> _What needs to be done_: Please reproduce the entries below exactly, starting at the first line and ending with the line that holds "const DEVELOPMENT_JWT_SECRET: &str".

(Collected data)
- Opening Delimiter -

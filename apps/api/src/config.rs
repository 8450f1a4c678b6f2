//! API server configuration

use std::env;
use std::str::FromStr;

use anyhow::{bail, Context, Result};
use workforce_shared_config::{CommonConfig, DatabaseConfig, Environment};

/// Minimum required length for JWT_SECRET to be considered secure
const MIN_JWT_SECRET_LENGTH: usize = 32;

/// Secret used when JWT_SECRET is unset outside production
const DEVELOPMENT_JWT_SECRET: &str = "development-secret-change-in-production";

/// API server configuration loaded from environment variables
#[derive(Debug, Clone)]
pub struct Config {
    /// Common configuration shared with other services
    pub common: CommonConfig,

    /// Server port (default: 8080)
    pub port: u16,

    /// JWT secret for authentication
    pub jwt_secret: String,

    /// JWT access token expiry (default: 1d)
    pub jwt_access_expiry: String,

    /// CORS allowed origins (optional)
    pub cors_allowed_origins: Option<Vec<String>>,
}

impl Config {
    /// Load configuration from environment variables
    ///
    /// In production mode this requires `JWT_SECRET` (at least 32 characters)
    /// and an explicit `DATABASE_URL`. In development sensible defaults are used.
    pub fn from_env() -> Result<Self> {
        let environment = Environment::from_str(
            &env::var("ENVIRONMENT").unwrap_or_else(|_| "development".to_string()),
        )
        .unwrap_or_default();
        let is_production = environment.is_production();

        let jwt_secret = Self::load_jwt_secret(is_production)?;

        if is_production {
            Self::validate_database_url()?;
        }

        let common = CommonConfig::from_env()
            .map_err(|e| anyhow::anyhow!("Failed to load config: {}", e))?;

        Ok(Self {
            common,

            port: env::var("PORT")
                .unwrap_or_else(|_| "8080".to_string())
                .parse()
                .context("Invalid PORT value")?,

            jwt_secret,

            jwt_access_expiry: env::var("JWT_ACCESS_EXPIRY").unwrap_or_else(|_| "1d".to_string()),

            cors_allowed_origins: env::var("CORS_ORIGINS").ok().map(|s| {
                s.split(',')
                    .map(|s| s.trim().to_string())
                    .filter(|s| !s.is_empty())
                    .collect()
            }),
        })
    }

    /// Load and validate JWT_SECRET
    fn load_jwt_secret(is_production: bool) -> Result<String> {
        match env::var("JWT_SECRET") {
            Ok(secret) if !secret.is_empty() => {
                if is_production && secret.len() < MIN_JWT_SECRET_LENGTH {
                    bail!(
                        "JWT_SECRET must be at least {} characters in production (got {})",
                        MIN_JWT_SECRET_LENGTH,
                        secret.len()
                    );
                }
                Ok(secret)
            }
            _ if is_production => {
                bail!(
                    "JWT_SECRET environment variable is required in production. \
                     Please set a secure secret of at least {} characters.",
                    MIN_JWT_SECRET_LENGTH
                );
            }
            _ => {
                tracing::warn!(
                    "JWT_SECRET not set, using insecure default. \
                     This is only acceptable in development mode."
                );
                Ok(DEVELOPMENT_JWT_SECRET.to_string())
            }
        }
    }

    /// Validate that DATABASE_URL is explicitly set in production
    fn validate_database_url() -> Result<()> {
        match env::var("DATABASE_URL") {
            Ok(url) if !url.is_empty() => Ok(()),
            _ => {
                bail!(
                    "DATABASE_URL environment variable is required in production. \
                     Please set your PostgreSQL connection string."
                );
            }
        }
    }

    /// Get database configuration
    pub fn database(&self) -> &DatabaseConfig {
        &self.common.database
    }

    /// Get environment mode
    pub fn environment(&self) -> Environment {
        self.common.environment
    }

    /// Check if running in production
    pub fn is_production(&self) -> bool {
        self.common.environment.is_production()
    }
}

#[cfg(test)]
mod tests {
    use super::*;
    use std::sync::Mutex;

    // Tests that modify environment variables must not run in parallel
    static ENV_MUTEX: Mutex<()> = Mutex::new(());

    struct EnvGuard {
        vars: Vec<(String, Option<String>)>,
    }

    impl EnvGuard {
        fn new(vars: &[(&str, &str)]) -> Self {
            let saved: Vec<_> = vars
                .iter()
                .map(|(k, v)| {
                    let old = env::var(*k).ok();
                    env::set_var(*k, *v);
                    (k.to_string(), old)
                })
                .collect();
            Self { vars: saved }
        }

        fn remove_vars(vars: &[&str]) -> Self {
            let saved: Vec<_> = vars
                .iter()
                .map(|k| {
                    let old = env::var(*k).ok();
                    env::remove_var(*k);
                    (k.to_string(), old)
                })
                .collect();
            Self { vars: saved }
        }
    }

    impl Drop for EnvGuard {
        fn drop(&mut self) {
            for (k, v) in &self.vars {
                match v {
                    Some(val) => env::set_var(k, val),
                    None => env::remove_var(k),
                }
            }
        }
    }

    #[test]
    fn test_jwt_secret_required_in_production() {
        let _lock = ENV_MUTEX.lock().unwrap();
        let _guard = EnvGuard::remove_vars(&["JWT_SECRET"]);

        let err = Config::load_jwt_secret(true).unwrap_err().to_string();
        assert!(err.contains("JWT_SECRET"));
        assert!(err.contains("required in production"));
    }

    #[test]
    fn test_jwt_secret_minimum_length_in_production() {
        let _lock = ENV_MUTEX.lock().unwrap();
        let _guard = EnvGuard::new(&[("JWT_SECRET", "short")]);

        let err = Config::load_jwt_secret(true).unwrap_err().to_string();
        assert!(err.contains("at least 32 characters"));
    }

    #[test]
    fn test_jwt_secret_valid_in_production() {
        let _lock = ENV_MUTEX.lock().unwrap();
        let secret = "a".repeat(MIN_JWT_SECRET_LENGTH);
        let _guard = EnvGuard::new(&[("JWT_SECRET", &secret)]);

        assert_eq!(Config::load_jwt_secret(true).unwrap(), secret);
    }

    #[test]
    fn test_jwt_secret_uses_default_in_development() {
        let _lock = ENV_MUTEX.lock().unwrap();
        let _guard = EnvGuard::remove_vars(&["JWT_SECRET"]);

        assert_eq!(
            Config::load_jwt_secret(false).unwrap(),
            DEVELOPMENT_JWT_SECRET
        );
    }

    #[test]
    fn test_database_url_required_in_production() {
        let _lock = ENV_MUTEX.lock().unwrap();
        let _guard = EnvGuard::remove_vars(&["DATABASE_URL"]);

        let err = Config::validate_database_url().unwrap_err().to_string();
        assert!(err.contains("DATABASE_URL"));
    }

    #[test]
    fn test_from_env_development_defaults() {
        let _lock = ENV_MUTEX.lock().unwrap();
        let _guard = EnvGuard::remove_vars(&[
            "ENVIRONMENT",
            "PORT",
            "JWT_SECRET",
            "JWT_ACCESS_EXPIRY",
            "CORS_ORIGINS",
            "DATABASE_URL",
        ]);

        let config = Config::from_env().unwrap();
        assert_eq!(config.port, 8080);
        assert_eq!(config.jwt_access_expiry, "1d");
        assert!(config.cors_allowed_origins.is_none());
        assert!(!config.is_production());
    }

    #[test]
    fn test_cors_origins_are_split_and_trimmed() {
        let _lock = ENV_MUTEX.lock().unwrap();
        let _guard = EnvGuard::new(&[(
            "CORS_ORIGINS",
            "http://localhost:3000, https://admin.example.com,,",
        )]);

        let config = Config::from_env().unwrap();
        assert_eq!(
            config.cors_allowed_origins,
            Some(vec![
                "http://localhost:3000".to_string(),
                "https://admin.example.com".to_string()
            ])
        );
    }
}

- Closing Delimiter -

> _Answer box_:
filename apps/api/src/config.rs
repository 8450f1a4c678b6f2
//! API server configuration

use std::env;
use std::str::FromStr;

use anyhow::{bail, Context, Result};
use workforce_shared_config::{CommonConfig, DatabaseConfig, Environment};

/// Minimum required length for JWT_SECRET to be considered secure
const MIN_JWT_SECRET_LENGTH: usize = 32;

/// Secret used when JWT_SECRET is unset outside production
const DEVELOPMENT_JWT_SECRET: &str = "development-secret-change-in-production";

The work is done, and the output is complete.